State pension is the blue block, pension housing benefit the yellow, pension credit is orange, and the green constitutes winter fuel payments (Office for Budget Responsibility)

State pension is shown in blue, pension housing benefit in yellow, pension credit in orange, and winter fuel payments in green. (Office for Budget Responsibility)

Pensioner housing benefit, pension credit and winter fuel payments make up the rest of this figure, with the slim green block in the table above representing winter fuel payment, accounting for £2bn of the spend.

Comparatively, universal credit and legacy benefits like jobseeker’s allowance made up 27% of total welfare spending in the last year. This makes the bill slightly lower than its 28% share in 2022-23.

The amount spent on universal credit and other legacy benefits has shrunk since its height in 2019-2020; in the last year it also decreased slightly

It appears the government is focusing on these areas because this bill is anticipated to grow.

Universal credit and legacy spending was around £80.9bn in 2023-24, up from £73.4bn in 2022-23.

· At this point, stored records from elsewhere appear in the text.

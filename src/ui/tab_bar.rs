use crate::app::state::AppState;
use crate::components::page_shell::Tab;
use crate::ui::theme::Theme;
use ratatui::prelude::*;
use ratatui::widgets::{Block, Borders, Tabs};
use unicode_width::UnicodeWidthStr;

pub fn render(frame: &mut Frame, area: Rect, state: &AppState) {
    let block = Block::default()
        .borders(Borders::ALL)
        .border_type(Theme::border_type())
        .border_style(Theme::border())
        .style(Theme::panel_bg());

    let titles = Tab::ALL.iter().map(|tab| tab_title(*tab));

    let tabs = Tabs::new(titles)
        .block(block)
        .select(state.shell.active().index())
        .style(Theme::tab_inactive())
        .highlight_style(Theme::tab_active())
        .divider(Span::styled("│", Theme::border()));

    frame.render_widget(tabs, area);
}

fn tab_title(tab: Tab) -> String {
    format!(" {} {} ", tab.index() + 1, tab.label())
}

/// Hit-test a click against the strip drawn by `render` into `area`. Each
/// title is framed by one column of padding per side, titles are separated by
/// a one-column divider, and the border takes the outer column.
pub fn tab_at(area: Rect, column: u16, row: u16) -> Option<Tab> {
    if !area.contains(Position::new(column, row)) {
        return None;
    }
    let inner_right = area.right().saturating_sub(1);
    let mut x = area.x + 1;
    for tab in Tab::ALL {
        let end = x + tab_title(tab).width() as u16 + 2;
        if column >= x && column < end.min(inner_right) {
            return Some(tab);
        }
        x = end + 1;
    }
    None
}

But this isn’t exclusive to universal credit. The state pension spend is also expected to rise to £138bn in the year ahead.

Disability benefits have also been under intense scrutiny under the current government.

They made up 12.2% of total welfare spending in 2023-24, up from 11.5% the year before.

Child benefit makes up the smallest total, accounting for 4.2% of total welfare spending in 2023-24.

While some people in the UK believe that the country’s welfare system is the most generous in the world, this is not quite accurate.

According to the UK’s own findings, the country ranks 17th for its welfare spend compared to its GDP (the value of the goods and services provided in the country).

France and Italy have the highest level of public social expenditure, which was over 30% of GDP in 2022.

Across the board, countries have spent more following the fallout of COVID-19.

In fact, the OBR places the UK’s spending on several benefits, such as incapacity-related benefits, as “slightly below” the OECD average — which represents 38 different countries across the world.

This makes up 1.3% of the GDP, compared to 1.6%.

The UK’s welfare bill spend compared to other OECD countries (OBR)

Social protection — a wide-ranging area of spending, covering areas like housing benefit, pensions, and supporting people who are at risk of exclusion from society — is the highest category of government spending, accounted for £361 billion in the last year.

For context, the government spent £221 billion of total spending on health, and £112 billion of total spending on education.

The UK is not an outlier with these figures. In fact, pretty much every country in the EU and the OECD spends more on its social protection bill than anything else.

One of the government’s areas of focus is cracking down on any bogus benefit payments made to fraudsters.

Starmer used a Mail On Sunday op-ed to promise a crackdown on “criminals” who “game the system”.

He wrote: “In the coming months, Mail On Sunday readers will see even more sweeping changes. Because make no mistake, we will get to grips with the bulging benefits bill blighting our society.

“Don’t get me wrong, we will crack down hard on anyone who tries to game the system, to tackle fraud, so we can take cash straight from the banks of fraudsters.

“There will be a zero-tolerance approach to these criminals.”

The prime minister said he wants to tackle the UK’s ‘bulging’ benefits bill (Getty Images)

But the DWP’s figures show that this is more prevalent in some benefits than others.

The rate of fraud relating to personal independence payments (PIP) — a payment to help disabled people with extra costs — is so small that it was assessed at 0% in the government’s annual report released earlier this year.

Universal credit was found to have the highest level of fraud, standing at 10.9%, while fraud in pension credit and housing benefit stood at 3.9%

Those in receipt of universal credit were the most likely to receive an overpayment, accounting for 12.9%.

And while overpayments can be caused by government error, or the error a claimant has made, every overpayment — whether it is the government or individual’s fault — has to be paid back.